RECURSO ESPECIAL. PROCESSUAL CIVIL. DIREITO CIVIL. AÇÃO DECLARATÓRIA DE INEXISTÊNCIA DE RELAÇÃO JURÍDICA. RESTITUIÇÃO DE INDÉBITO. CONTRATO DE EMPRÉSTIMO CONSIGNADO. IDOSO E ANALFABETO. VULNERABILIDADE. REQUISITO DE FORMA. ASSINATURA DO INSTRUMENTO CONTRATUAL A ROGO POR TERCEIRO. PRESENÇA DE DUAS TESTEMUNHAS. ART. 595 DO CC/02. ESCRITURA PÚBLICA. NECESSIDADE DE PREVISÃO LEGAL. 1. Recurso especial interposto contra acórdão publicado na vigência do Código de Processo Civil de 2015 (Enunciados Administrativos nºs 2 e 3/STJ). 2. Os analfabetos podem contratar, porquanto plenamente capazes para exercer os atos da vida civil, mas expressam sua vontade de forma distinta. 3. A validade do contrato firmado por pessoa que não saiba ler ou escrever não depende de instrumento público, salvo previsão legal nesse sentido. 4. O contrato escrito firmado pela pessoa analfabeta observa a formalidade prevista no art. 595 do CC/02, que prevê a assinatura do instrumento contratual a rogo por terceiro, com a firma de duas testemunhas. 5. Recurso especial não provido.

(STJ - REsp: 1954424 PE 2021/0120873-7, Relator: Ministro RICARDO VILLAS BÔAS CUEVA, Data de Julgamento: 07/12/2021, T3 - TERCEIRA TURMA, Data de Publicação: DJe 14/12/2021)
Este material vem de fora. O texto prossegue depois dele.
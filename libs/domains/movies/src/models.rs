use chrono::{DateTime, Utc};

use crate::codec::FieldValue;
use crate::error::CodecError;
use crate::schema::Table;

/// A typed row of one catalog table
///
/// `into_values` produces the table's column order, so a record can go
/// through the same batch path as raw string rows.
pub trait CatalogRecord: Sized {
    const TABLE: Table;

    fn into_values(self) -> Vec<FieldValue>;

    fn from_values(values: Vec<FieldValue>) -> Result<Self, CodecError>;
}

/// What a customer watched and where they paused
#[derive(Debug, Clone, PartialEq)]
pub struct WatchHistory {
    pub customer_id: i32,
    pub movie_id: i32,
    pub watched_at: DateTime<Utc>,
    /// Minutes into the movie, 0 when never paused
    pub pause_time: i32,
    pub movie_name: String,
}

#[derive(Debug, Clone, PartialEq)]
pub struct CustomerRating {
    pub customer_id: i32,
    pub movie_id: i32,
    pub movie_name: String,
    pub customer_name: String,
    pub rating: f32,
}

/// A movie waiting in a customer's queue, ordered by when it was queued
#[derive(Debug, Clone, PartialEq)]
pub struct CustomerQueue {
    pub customer_id: i32,
    pub queued_at: DateTime<Utc>,
    pub customer_name: String,
    pub movie_id: i32,
    pub movie_name: String,
}

#[derive(Debug, Clone, PartialEq)]
pub struct MovieGenre {
    pub genre: String,
    pub release_year: i32,
    pub movie_id: i32,
    /// Running time in minutes
    pub duration: i32,
    pub movie_name: String,
}

fn timestamp(table: Table, millis: i64) -> Result<DateTime<Utc>, CodecError> {
    DateTime::from_timestamp_millis(millis).ok_or(CodecError::RecordShape(table))
}

fn exactly<const N: usize>(table: Table, values: Vec<FieldValue>) -> Result<[FieldValue; N], CodecError> {
    let actual = values.len();
    <[FieldValue; N]>::try_from(values).map_err(|_| {
        if actual == N {
            CodecError::RecordShape(table)
        } else {
            CodecError::FieldCount {
                expected: N,
                actual,
            }
        }
    })
}

impl CatalogRecord for WatchHistory {
    const TABLE: Table = Table::WatchHistory;

    fn into_values(self) -> Vec<FieldValue> {
        vec![
            FieldValue::Int(self.customer_id),
            FieldValue::Int(self.movie_id),
            FieldValue::Timestamp(self.watched_at.timestamp_millis()),
            FieldValue::Int(self.pause_time),
            FieldValue::Text(self.movie_name),
        ]
    }

    fn from_values(values: Vec<FieldValue>) -> Result<Self, CodecError> {
        match exactly::<5>(Self::TABLE, values)? {
            [
                FieldValue::Int(customer_id),
                FieldValue::Int(movie_id),
                FieldValue::Timestamp(watched_at),
                FieldValue::Int(pause_time),
                FieldValue::Text(movie_name),
            ] => Ok(Self {
                customer_id,
                movie_id,
                watched_at: timestamp(Self::TABLE, watched_at)?,
                pause_time,
                movie_name,
            }),
            _ => Err(CodecError::RecordShape(Self::TABLE)),
        }
    }
}

impl CatalogRecord for CustomerRating {
    const TABLE: Table = Table::CustomerRating;

    fn into_values(self) -> Vec<FieldValue> {
        vec![
            FieldValue::Int(self.customer_id),
            FieldValue::Int(self.movie_id),
            FieldValue::Text(self.movie_name),
            FieldValue::Text(self.customer_name),
            FieldValue::Float(self.rating),
        ]
    }

    fn from_values(values: Vec<FieldValue>) -> Result<Self, CodecError> {
        match exactly::<5>(Self::TABLE, values)? {
            [
                FieldValue::Int(customer_id),
                FieldValue::Int(movie_id),
                FieldValue::Text(movie_name),
                FieldValue::Text(customer_name),
                FieldValue::Float(rating),
            ] => Ok(Self {
                customer_id,
                movie_id,
                movie_name,
                customer_name,
                rating,
            }),
            _ => Err(CodecError::RecordShape(Self::TABLE)),
        }
    }
}

impl CatalogRecord for CustomerQueue {
    const TABLE: Table = Table::CustomerQueue;

    fn into_values(self) -> Vec<FieldValue> {
        vec![
            FieldValue::Int(self.customer_id),
            FieldValue::Timestamp(self.queued_at.timestamp_millis()),
            FieldValue::Text(self.customer_name),
            FieldValue::Int(self.movie_id),
            FieldValue::Text(self.movie_name),
        ]
    }

    fn from_values(values: Vec<FieldValue>) -> Result<Self, CodecError> {
        match exactly::<5>(Self::TABLE, values)? {
            [
                FieldValue::Int(customer_id),
                FieldValue::Timestamp(queued_at),
                FieldValue::Text(customer_name),
                FieldValue::Int(movie_id),
                FieldValue::Text(movie_name),
            ] => Ok(Self {
                customer_id,
                queued_at: timestamp(Self::TABLE, queued_at)?,
                customer_name,
                movie_id,
                movie_name,
            }),
            _ => Err(CodecError::RecordShape(Self::TABLE)),
        }
    }
}

impl CatalogRecord for MovieGenre {
    const TABLE: Table = Table::MoviesGenre;

    fn into_values(self) -> Vec<FieldValue> {
        vec![
            FieldValue::Text(self.genre),
            FieldValue::Int(self.release_year),
            FieldValue::Int(self.movie_id),
            FieldValue::Int(self.duration),
            FieldValue::Text(self.movie_name),
        ]
    }

    fn from_values(values: Vec<FieldValue>) -> Result<Self, CodecError> {
        match exactly::<5>(Self::TABLE, values)? {
            [
                FieldValue::Text(genre),
                FieldValue::Int(release_year),
                FieldValue::Int(movie_id),
                FieldValue::Int(duration),
                FieldValue::Text(movie_name),
            ] => Ok(Self {
                genre,
                release_year,
                movie_id,
                duration,
                movie_name,
            }),
            _ => Err(CodecError::RecordShape(Self::TABLE)),
        }
    }
}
CIVIL. CONSUMIDOR. PROCESSUAL CIVIL. APELAÇÃO CÍVEL. INDENIZATÓRIA. CONTRATO DE EMPRÉSTIMO CONSIGNADO. INVALIDADE. AUSÊNCIA DE ASSINATURA A ROGO. DESCUMPRIMENTO DO ARTIGO 595 DO CÓDIGO CIVIL. COMPROVANTE DE TRANSFERÊNCIA BANCÁRIA. INEXISTÊNCIA. SÚMULA 18 DO TJPI. DANOS MORAIS E MATERIAIS CONFIGURADOS. RESTITUIÇÃO EM DOBRO. DEVIDA. RESTITUIÇÃO EM DOBRO DEVIDA. DANOS MORAIS. CONFIGURAÇÃO. SENTENÇA REFORMADA. RECURSO CONHECIDO E PROVIDO. 1. […] Por outro lado, em que pese tenha a parte ré juntado aos autos cópia do instrumento contratual, verifica-se que se trata de pessoa analfabeta e que consta a aposição de digital no contrato e a assinatura de duas testemunhas, porém ausente a assinatura a rogo. 3. Quando a parte contratante for pessoa analfabeta, é necessário que seja assinado a rogo, com identificação da pessoa que assim assina, para conferir validade ao negócio. A assinatura a rogo será conferida por pessoa de confiança do analfabeto, pois subscreverá o documento na presença de duas testemunhas, conforme dispõe o art. 595, do Código Civil. Ausentes tais formalidades, há de se reconhecer a nulidade do contrato. 4. […] 6. APELAÇÃO CONHECIDA E PROVIDA

(TJ-PI - AC: 00009266020178180049, Relator: José Francisco Do Nascimento, Data de Julgamento: 17/06/2022, 2ª CÂMARA ESPECIALIZADA CÍVEL).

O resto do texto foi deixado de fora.